What is needed
Check each line of the records below and collect those that include the word "RoundedBoxShape".

Excerpted records

-=-=-=-=-

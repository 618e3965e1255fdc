use crate::canvas::{
    ArrowShape, Canvas, DrawCommand, RoundedBoxShape, Scene, TextAnnotation, TextRole,
};
use crate::figure::Figure;
use crate::{Error, Result};
use stagechart_core::Rgb;
use stagechart_core::geom::{Bounds, Transform, point, vector};
use stagechart_core::style::{FontWeight, VerticalAnchor};
use std::fmt::Write as _;

#[derive(Debug, Clone)]
pub struct SvgRenderOptions {
    pub figure: Figure,
    /// Optional root `id` attribute.
    pub diagram_id: Option<String>,
    pub figure_background: Rgb,
    pub font_family: String,
}

impl Default for SvgRenderOptions {
    fn default() -> Self {
        Self {
            figure: Figure::default(),
            diagram_id: None,
            figure_background: Rgb::WHITE,
            font_family: "DejaVu Sans, Arial, sans-serif".to_string(),
        }
    }
}

/// Buffers draw calls in data coordinates and lays them out in pixels on [`Canvas::finish`],
/// since the data bounds are only known once the canvas is finalized.
#[derive(Debug, Clone, Default)]
pub struct SvgCanvas {
    scene: Scene,
    options: SvgRenderOptions,
}

impl SvgCanvas {
    pub fn new(options: SvgRenderOptions) -> Self {
        Self {
            scene: Scene::default(),
            options,
        }
    }
}

impl Canvas for SvgCanvas {
    type Output = String;

    fn draw_rounded_box(&mut self, shape: RoundedBoxShape) {
        self.scene.commands.push(DrawCommand::RoundedBox(shape));
    }

    fn draw_text(&mut self, text: TextAnnotation) {
        self.scene.commands.push(DrawCommand::Text(text));
    }

    fn draw_arrow(&mut self, arrow: ArrowShape) {
        self.scene.commands.push(DrawCommand::Arrow(arrow));
    }

    fn set_bounds(&mut self, bounds: Bounds) {
        self.scene.bounds = Some(bounds);
    }

    fn set_axes_visible(&mut self, visible: bool) {
        self.scene.axes_visible = visible;
    }

    fn finish(self) -> Result<String> {
        render_scene_svg(&self.scene, &self.options)
    }
}

pub fn render_scene_svg(scene: &Scene, options: &SvgRenderOptions) -> Result<String> {
    let bounds = match scene.bounds.or_else(|| scene.content_bounds()) {
        Some(b) if b.width() > 0.0 && b.height() > 0.0 => b,
        _ => return Err(Error::EmptyScene),
    };

    let fig = &options.figure;
    let w = fig.width_px();
    let h = fig.height_px();
    let transform = fig.data_transform(&bounds);
    let (sx, sy) = fig.scale(&bounds);

    let mut out = String::new();
    let id_attr = match options.diagram_id.as_deref() {
        Some(id) => format!(r#" id="{}""#, escape_xml(id)),
        None => String::new(),
    };
    let _ = write!(
        &mut out,
        r#"<svg{id_attr} width="{w}" height="{h}" xmlns="http://www.w3.org/2000/svg" viewBox="0 0 {w} {h}" role="graphics-document document" aria-roledescription="stagechart">"#,
        id_attr = id_attr,
        w = fmt(w),
        h = fmt(h)
    );
    let _ = write!(
        &mut out,
        r#"<rect class="figure-background" x="0" y="0" width="{w}" height="{h}" fill="{fill}"/>"#,
        w = fmt(w),
        h = fmt(h),
        fill = options.figure_background.to_hex()
    );

    if scene.axes_visible {
        let axes = fig.axes_px();
        let _ = write!(
            &mut out,
            r##"<rect class="axes-frame" x="{x}" y="{y}" width="{w}" height="{h}" fill="{fill}" stroke="#000000" stroke-width="{sw}"/>"##,
            x = fmt(axes.origin.x),
            y = fmt(axes.origin.y),
            w = fmt(axes.size.width),
            h = fmt(axes.size.height),
            fill = scene.axes_face.to_hex(),
            sw = fmt(fig.pt_to_px(0.8))
        );
    }

    out.push_str(r#"<g class="diagram">"#);
    for command in &scene.commands {
        match command {
            DrawCommand::RoundedBox(b) => render_box(&mut out, b, &transform, sx, sy, fig),
            DrawCommand::Text(t) => render_text(&mut out, t, &transform, fig, options),
            DrawCommand::Arrow(a) => render_arrow(&mut out, a, &transform, fig),
        }
    }
    out.push_str("</g></svg>\n");
    Ok(out)
}

fn render_box(
    out: &mut String,
    shape: &RoundedBoxShape,
    transform: &Transform,
    sx: f64,
    sy: f64,
    fig: &Figure,
) {
    let b = shape.padded_bounds();
    let top_left = transform.transform_point(point(b.min_x, b.max_y));
    let _ = write!(
        out,
        r#"<rect class="stage-box" x="{x}" y="{y}" width="{w}" height="{h}" rx="{rx}" ry="{ry}" fill="{fill}" stroke="{stroke}" stroke-width="{sw}"/>"#,
        x = fmt(top_left.x),
        y = fmt(top_left.y),
        w = fmt(b.width() * sx),
        h = fmt(b.height() * sy),
        rx = fmt(shape.style.rounding_size * sx),
        ry = fmt(shape.style.rounding_size * sy),
        fill = shape.fill.to_hex(),
        stroke = shape.style.edge_color.to_hex(),
        sw = fmt(fig.pt_to_px(shape.style.line_width_pt))
    );
}

fn render_text(
    out: &mut String,
    text: &TextAnnotation,
    transform: &Transform,
    fig: &Figure,
    options: &SvgRenderOptions,
) {
    let anchor = transform.transform_point(point(text.x, text.y));
    let font_px = fig.pt_to_px(text.style.font_size_pt);
    let line_advance = font_px * text.style.line_spacing;
    let lines: Vec<&str> = text.text.split('\n').collect();
    let extra_lines = (lines.len() - 1) as f64;

    let (baseline, first_dy) = match text.style.anchor {
        VerticalAnchor::Center => ("central", -extra_lines * line_advance / 2.0),
        VerticalAnchor::Bottom => ("text-after-edge", -extra_lines * line_advance),
    };
    let class = match text.role {
        TextRole::Label => "stage-label",
        TextRole::Title => "diagram-title",
    };
    let weight = match text.style.weight {
        FontWeight::Normal => "normal",
        FontWeight::Bold => "bold",
    };

    let _ = write!(
        out,
        r#"<text class="{class}" x="{x}" y="{y}" text-anchor="middle" dominant-baseline="{baseline}" font-family="{family}" font-size="{size}" font-weight="{weight}" fill="{fill}">"#,
        x = fmt(anchor.x),
        y = fmt(anchor.y),
        family = escape_xml(&options.font_family),
        size = fmt(font_px),
        fill = text.style.color.to_hex()
    );
    for (i, line) in lines.iter().enumerate() {
        let dy = if i == 0 { first_dy } else { line_advance };
        let _ = write!(
            out,
            r#"<tspan x="{x}" dy="{dy}">{text}</tspan>"#,
            x = fmt(anchor.x),
            dy = fmt(dy),
            text = escape_xml(line)
        );
    }
    out.push_str("</text>");
}

fn render_arrow(out: &mut String, arrow: &ArrowShape, transform: &Transform, fig: &Figure) {
    let start = transform.transform_point(arrow.start);
    let end = transform.transform_point(arrow.end);
    let delta = end - start;
    let len = delta.length();
    // Zero-length connectors (adjacent boxes touching) still point down the stack.
    let dir = if len.is_finite() && len > f64::EPSILON {
        delta / len
    } else {
        vector(0.0, 1.0)
    };
    let mut shrink = fig.pt_to_px(arrow.style.shrink_pt);
    if !len.is_finite() || len <= 2.0 * shrink {
        tracing::debug!(len, shrink, "connector shorter than its end shrink");
        shrink = 0.0;
    }

    let perp = vector(-dir.y, dir.x);
    let tail = start + dir * shrink;
    let tip = end - dir * shrink;
    let head_len = fig.pt_to_px(arrow.style.head_length_pt());
    let head_half = fig.pt_to_px(arrow.style.head_half_width_pt());
    let base = tip - dir * head_len;
    let left = base + perp * head_half;
    let right = base - perp * head_half;

    let color = arrow.style.color.to_hex();
    let sw = fmt(fig.pt_to_px(arrow.style.line_width_pt));
    let _ = write!(
        out,
        r#"<g class="connector" fill="none" stroke="{color}" stroke-width="{sw}" stroke-linejoin="round">"#
    );
    let _ = write!(
        out,
        r#"<path class="connector-shaft" d="M{x0},{y0}L{x1},{y1}"/>"#,
        x0 = fmt(tail.x),
        y0 = fmt(tail.y),
        x1 = fmt(tip.x),
        y1 = fmt(tip.y)
    );
    let _ = write!(
        out,
        r#"<path class="connector-head" d="M{lx},{ly}L{tx},{ty}L{rx},{ry}"/>"#,
        lx = fmt(left.x),
        ly = fmt(left.y),
        tx = fmt(tip.x),
        ty = fmt(tip.y),
        rx = fmt(right.x),
        ry = fmt(right.y)
    );
    out.push_str("</g>");
}

fn fmt(v: f64) -> String {
    // Round to 1/1000 px and drop trailing zeros; avoid `-0` and float noise.
    if !v.is_finite() {
        return "0".to_string();
    }
    if v.abs() < 0.0005 {
        return "0".to_string();
    }
    let mut s = format!("{:.3}", (v * 1000.0).round() / 1000.0);
    if s.contains('.') {
        while s.ends_with('0') {
            s.pop();
        }
        if s.ends_with('.') {
            s.pop();
        }
    }
    if s == "-0" { "0".to_string() } else { s }
}

fn escape_xml(text: &str) -> String {
    let mut out = String::with_capacity(text.len());
    for ch in text.chars() {
        match ch {
            '&' => out.push_str("&amp;"),
            '<' => out.push_str("&lt;"),
            '>' => out.push_str("&gt;"),
            '"' => out.push_str("&quot;"),
            '\'' => out.push_str("&#39;"),
            _ => out.push(ch),
        }
    }
    out
}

-=-=-=-=-

Written answer
    ArrowShape, Canvas, DrawCommand, RoundedBoxShape, Scene, TextAnnotation, TextRole,
    fn draw_rounded_box(&mut self, shape: RoundedBoxShape) {
    shape: &RoundedBoxShape,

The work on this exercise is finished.